──────── Materials provided

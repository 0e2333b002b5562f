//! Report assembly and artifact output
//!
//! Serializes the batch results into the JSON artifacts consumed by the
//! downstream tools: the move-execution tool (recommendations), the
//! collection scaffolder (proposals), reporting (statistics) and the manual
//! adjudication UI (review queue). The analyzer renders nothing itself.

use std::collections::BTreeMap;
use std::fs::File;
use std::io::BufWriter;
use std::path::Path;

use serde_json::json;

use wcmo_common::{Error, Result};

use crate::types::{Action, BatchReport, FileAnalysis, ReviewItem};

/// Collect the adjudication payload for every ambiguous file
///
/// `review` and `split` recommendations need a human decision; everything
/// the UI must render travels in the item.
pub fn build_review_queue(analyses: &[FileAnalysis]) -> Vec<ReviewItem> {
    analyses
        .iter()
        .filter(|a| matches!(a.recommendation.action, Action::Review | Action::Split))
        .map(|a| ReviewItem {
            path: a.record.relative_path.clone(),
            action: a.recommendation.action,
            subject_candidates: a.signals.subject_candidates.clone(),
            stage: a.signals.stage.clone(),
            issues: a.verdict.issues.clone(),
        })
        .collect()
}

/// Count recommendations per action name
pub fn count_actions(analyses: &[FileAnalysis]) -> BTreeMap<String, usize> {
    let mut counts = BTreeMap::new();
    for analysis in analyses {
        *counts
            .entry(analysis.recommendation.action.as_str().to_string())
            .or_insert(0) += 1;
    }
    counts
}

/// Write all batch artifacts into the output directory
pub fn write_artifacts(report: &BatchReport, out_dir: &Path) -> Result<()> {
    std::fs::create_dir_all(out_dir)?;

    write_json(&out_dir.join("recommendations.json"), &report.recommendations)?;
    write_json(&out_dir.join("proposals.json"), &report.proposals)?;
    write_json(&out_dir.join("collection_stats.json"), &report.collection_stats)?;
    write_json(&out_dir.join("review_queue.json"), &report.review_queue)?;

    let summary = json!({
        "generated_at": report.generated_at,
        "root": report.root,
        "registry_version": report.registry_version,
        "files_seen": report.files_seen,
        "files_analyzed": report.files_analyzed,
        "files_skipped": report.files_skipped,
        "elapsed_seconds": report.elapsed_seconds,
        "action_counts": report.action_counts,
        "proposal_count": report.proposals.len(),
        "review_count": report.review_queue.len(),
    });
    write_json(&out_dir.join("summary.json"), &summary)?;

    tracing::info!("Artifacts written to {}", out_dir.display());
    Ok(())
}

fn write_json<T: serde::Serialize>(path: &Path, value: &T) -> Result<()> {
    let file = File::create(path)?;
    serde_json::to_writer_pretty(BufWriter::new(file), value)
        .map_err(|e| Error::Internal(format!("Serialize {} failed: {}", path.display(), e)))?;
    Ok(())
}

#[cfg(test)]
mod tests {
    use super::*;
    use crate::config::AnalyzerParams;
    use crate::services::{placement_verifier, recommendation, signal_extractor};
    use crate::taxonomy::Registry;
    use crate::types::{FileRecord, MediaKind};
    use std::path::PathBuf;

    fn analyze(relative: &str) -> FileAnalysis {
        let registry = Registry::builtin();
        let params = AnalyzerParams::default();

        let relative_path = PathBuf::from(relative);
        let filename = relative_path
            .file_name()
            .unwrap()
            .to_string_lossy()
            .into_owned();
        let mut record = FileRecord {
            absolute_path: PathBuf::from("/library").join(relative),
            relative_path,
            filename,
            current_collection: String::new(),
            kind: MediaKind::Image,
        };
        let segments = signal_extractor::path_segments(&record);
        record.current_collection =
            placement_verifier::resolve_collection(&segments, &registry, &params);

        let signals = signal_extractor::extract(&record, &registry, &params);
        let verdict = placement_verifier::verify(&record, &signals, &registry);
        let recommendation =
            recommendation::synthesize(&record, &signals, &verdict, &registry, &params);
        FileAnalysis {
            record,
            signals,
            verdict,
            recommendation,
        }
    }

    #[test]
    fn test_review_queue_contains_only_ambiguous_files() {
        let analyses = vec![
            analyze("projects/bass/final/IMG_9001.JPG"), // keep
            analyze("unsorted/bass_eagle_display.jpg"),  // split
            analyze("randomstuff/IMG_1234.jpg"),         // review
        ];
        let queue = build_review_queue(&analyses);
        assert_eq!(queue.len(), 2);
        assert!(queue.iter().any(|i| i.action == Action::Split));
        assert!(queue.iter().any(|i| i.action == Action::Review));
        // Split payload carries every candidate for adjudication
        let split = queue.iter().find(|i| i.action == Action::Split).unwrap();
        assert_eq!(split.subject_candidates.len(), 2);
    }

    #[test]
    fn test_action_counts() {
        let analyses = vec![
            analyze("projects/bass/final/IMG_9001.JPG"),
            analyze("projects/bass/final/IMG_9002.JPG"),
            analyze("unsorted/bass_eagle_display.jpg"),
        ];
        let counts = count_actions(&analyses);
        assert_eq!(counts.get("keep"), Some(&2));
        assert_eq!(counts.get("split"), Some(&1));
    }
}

────────────────
──────── Materials provided

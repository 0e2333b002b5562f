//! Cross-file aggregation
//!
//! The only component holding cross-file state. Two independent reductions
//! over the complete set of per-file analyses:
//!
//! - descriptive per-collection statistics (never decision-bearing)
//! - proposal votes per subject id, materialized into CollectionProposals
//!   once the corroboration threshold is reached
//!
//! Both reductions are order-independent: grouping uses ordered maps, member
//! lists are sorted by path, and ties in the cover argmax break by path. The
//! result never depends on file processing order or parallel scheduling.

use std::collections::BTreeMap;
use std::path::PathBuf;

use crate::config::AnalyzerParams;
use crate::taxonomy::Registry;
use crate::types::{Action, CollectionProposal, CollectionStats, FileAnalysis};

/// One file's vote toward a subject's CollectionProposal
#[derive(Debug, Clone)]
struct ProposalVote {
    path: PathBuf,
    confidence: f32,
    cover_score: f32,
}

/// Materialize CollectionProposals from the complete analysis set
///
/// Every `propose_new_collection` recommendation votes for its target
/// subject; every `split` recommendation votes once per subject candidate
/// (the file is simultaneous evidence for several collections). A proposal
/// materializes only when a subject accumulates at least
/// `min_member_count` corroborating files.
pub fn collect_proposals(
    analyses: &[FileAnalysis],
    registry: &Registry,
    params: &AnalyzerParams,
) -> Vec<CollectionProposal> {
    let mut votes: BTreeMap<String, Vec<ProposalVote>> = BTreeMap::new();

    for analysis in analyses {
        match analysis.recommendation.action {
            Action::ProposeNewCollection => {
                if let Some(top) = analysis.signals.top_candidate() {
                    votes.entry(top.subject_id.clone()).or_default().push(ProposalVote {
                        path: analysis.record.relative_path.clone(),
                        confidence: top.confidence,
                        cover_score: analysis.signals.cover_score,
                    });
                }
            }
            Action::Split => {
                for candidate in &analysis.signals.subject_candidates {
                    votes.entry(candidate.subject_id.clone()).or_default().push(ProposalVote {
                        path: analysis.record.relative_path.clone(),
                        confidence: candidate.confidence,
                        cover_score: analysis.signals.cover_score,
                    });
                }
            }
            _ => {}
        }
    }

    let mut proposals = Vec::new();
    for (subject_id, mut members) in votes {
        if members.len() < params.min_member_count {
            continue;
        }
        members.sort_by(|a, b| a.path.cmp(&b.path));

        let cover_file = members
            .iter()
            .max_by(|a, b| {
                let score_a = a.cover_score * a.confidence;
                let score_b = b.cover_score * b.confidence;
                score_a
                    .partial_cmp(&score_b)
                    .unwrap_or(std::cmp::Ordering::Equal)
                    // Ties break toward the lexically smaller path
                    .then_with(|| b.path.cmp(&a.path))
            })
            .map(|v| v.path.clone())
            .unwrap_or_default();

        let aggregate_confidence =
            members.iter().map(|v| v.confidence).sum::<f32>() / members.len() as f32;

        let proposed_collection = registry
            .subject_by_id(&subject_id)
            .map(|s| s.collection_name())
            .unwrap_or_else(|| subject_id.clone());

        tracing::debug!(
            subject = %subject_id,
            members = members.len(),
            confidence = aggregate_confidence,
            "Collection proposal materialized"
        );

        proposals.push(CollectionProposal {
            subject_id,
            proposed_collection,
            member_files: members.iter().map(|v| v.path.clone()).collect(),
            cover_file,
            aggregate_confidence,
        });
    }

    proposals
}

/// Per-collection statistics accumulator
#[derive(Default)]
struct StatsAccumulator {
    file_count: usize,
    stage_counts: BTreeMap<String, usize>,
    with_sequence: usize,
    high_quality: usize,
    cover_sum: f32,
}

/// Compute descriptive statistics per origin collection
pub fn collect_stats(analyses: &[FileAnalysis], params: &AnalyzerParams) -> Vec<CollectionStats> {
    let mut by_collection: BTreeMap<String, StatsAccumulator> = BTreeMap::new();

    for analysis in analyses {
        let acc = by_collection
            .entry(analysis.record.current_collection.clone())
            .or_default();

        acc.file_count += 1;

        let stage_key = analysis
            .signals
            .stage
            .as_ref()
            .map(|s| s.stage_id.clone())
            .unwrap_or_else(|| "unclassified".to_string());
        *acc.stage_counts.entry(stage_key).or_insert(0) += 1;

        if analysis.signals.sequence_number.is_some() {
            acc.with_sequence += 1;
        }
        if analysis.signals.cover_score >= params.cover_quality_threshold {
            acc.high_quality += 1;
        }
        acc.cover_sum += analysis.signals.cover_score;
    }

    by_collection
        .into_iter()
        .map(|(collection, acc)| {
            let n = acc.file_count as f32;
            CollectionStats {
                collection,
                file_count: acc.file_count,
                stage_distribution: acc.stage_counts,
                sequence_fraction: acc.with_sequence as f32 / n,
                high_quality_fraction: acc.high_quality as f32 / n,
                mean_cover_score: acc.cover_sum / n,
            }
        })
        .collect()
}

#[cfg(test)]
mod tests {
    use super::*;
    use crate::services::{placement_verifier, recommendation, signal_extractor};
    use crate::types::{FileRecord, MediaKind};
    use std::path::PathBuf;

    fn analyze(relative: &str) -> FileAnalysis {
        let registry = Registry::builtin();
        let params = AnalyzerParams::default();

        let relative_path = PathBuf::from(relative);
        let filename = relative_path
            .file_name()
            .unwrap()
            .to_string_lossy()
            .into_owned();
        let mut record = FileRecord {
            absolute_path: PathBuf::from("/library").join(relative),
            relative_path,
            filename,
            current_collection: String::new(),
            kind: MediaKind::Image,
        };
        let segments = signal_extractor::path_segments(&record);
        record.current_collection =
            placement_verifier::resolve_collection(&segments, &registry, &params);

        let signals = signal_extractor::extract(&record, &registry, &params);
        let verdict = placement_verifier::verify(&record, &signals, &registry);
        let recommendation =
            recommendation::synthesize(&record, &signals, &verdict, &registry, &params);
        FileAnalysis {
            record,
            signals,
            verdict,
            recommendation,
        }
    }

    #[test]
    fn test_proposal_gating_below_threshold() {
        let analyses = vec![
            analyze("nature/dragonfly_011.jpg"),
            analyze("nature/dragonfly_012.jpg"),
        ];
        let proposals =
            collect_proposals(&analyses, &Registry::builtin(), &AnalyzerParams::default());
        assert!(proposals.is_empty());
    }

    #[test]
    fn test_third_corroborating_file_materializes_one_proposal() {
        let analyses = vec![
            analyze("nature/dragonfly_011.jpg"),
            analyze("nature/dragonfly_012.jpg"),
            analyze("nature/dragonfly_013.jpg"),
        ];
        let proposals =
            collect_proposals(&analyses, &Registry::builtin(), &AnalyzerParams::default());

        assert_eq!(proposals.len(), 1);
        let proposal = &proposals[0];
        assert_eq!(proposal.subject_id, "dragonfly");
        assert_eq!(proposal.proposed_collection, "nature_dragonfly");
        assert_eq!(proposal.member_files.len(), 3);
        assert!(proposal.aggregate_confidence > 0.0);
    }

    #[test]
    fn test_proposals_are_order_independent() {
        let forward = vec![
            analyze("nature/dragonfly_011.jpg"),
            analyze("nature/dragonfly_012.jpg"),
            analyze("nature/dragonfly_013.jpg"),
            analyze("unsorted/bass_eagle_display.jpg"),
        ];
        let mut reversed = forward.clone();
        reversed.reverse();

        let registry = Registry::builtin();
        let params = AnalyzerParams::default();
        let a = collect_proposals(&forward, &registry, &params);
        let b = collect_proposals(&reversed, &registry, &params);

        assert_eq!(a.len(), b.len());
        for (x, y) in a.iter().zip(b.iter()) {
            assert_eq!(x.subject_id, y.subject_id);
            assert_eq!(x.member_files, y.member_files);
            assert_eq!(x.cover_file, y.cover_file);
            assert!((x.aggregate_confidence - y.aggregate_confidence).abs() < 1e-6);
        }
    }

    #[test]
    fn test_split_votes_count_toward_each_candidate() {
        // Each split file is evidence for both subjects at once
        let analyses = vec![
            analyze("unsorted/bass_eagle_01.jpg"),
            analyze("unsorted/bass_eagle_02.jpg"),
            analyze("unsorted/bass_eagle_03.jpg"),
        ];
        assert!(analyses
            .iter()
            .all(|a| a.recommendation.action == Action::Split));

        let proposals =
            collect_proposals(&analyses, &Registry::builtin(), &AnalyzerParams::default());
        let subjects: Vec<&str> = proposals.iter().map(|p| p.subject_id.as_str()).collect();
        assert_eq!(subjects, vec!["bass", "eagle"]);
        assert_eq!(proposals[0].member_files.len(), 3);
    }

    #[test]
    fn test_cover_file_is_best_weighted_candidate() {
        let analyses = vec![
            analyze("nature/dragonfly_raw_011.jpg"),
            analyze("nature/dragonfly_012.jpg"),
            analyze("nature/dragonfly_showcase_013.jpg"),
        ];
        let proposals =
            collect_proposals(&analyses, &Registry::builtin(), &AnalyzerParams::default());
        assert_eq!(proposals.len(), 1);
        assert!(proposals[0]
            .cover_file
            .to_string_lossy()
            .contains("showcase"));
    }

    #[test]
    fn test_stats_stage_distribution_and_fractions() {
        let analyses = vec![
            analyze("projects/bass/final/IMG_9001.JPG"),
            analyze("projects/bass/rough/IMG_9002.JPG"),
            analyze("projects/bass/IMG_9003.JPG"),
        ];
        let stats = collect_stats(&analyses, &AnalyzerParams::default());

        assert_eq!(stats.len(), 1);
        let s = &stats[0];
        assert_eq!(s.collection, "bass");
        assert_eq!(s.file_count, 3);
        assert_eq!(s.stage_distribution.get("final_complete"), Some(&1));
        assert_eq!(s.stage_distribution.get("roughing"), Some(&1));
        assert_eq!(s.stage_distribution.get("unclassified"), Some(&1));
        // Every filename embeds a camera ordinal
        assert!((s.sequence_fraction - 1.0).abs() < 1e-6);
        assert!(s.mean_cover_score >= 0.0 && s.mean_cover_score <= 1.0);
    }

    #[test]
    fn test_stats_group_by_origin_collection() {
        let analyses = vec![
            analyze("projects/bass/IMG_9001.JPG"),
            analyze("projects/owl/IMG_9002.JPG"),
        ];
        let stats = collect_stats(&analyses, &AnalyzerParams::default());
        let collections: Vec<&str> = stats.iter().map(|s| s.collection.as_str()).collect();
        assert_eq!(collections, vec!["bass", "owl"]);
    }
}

────────────────

* [The task] Find the word "never" in the records, and report each line that has it.

* [Output for this task]
//! - descriptive per-collection statistics (never decision-bearing)
//! result never depends on file processing order or parallel scheduling.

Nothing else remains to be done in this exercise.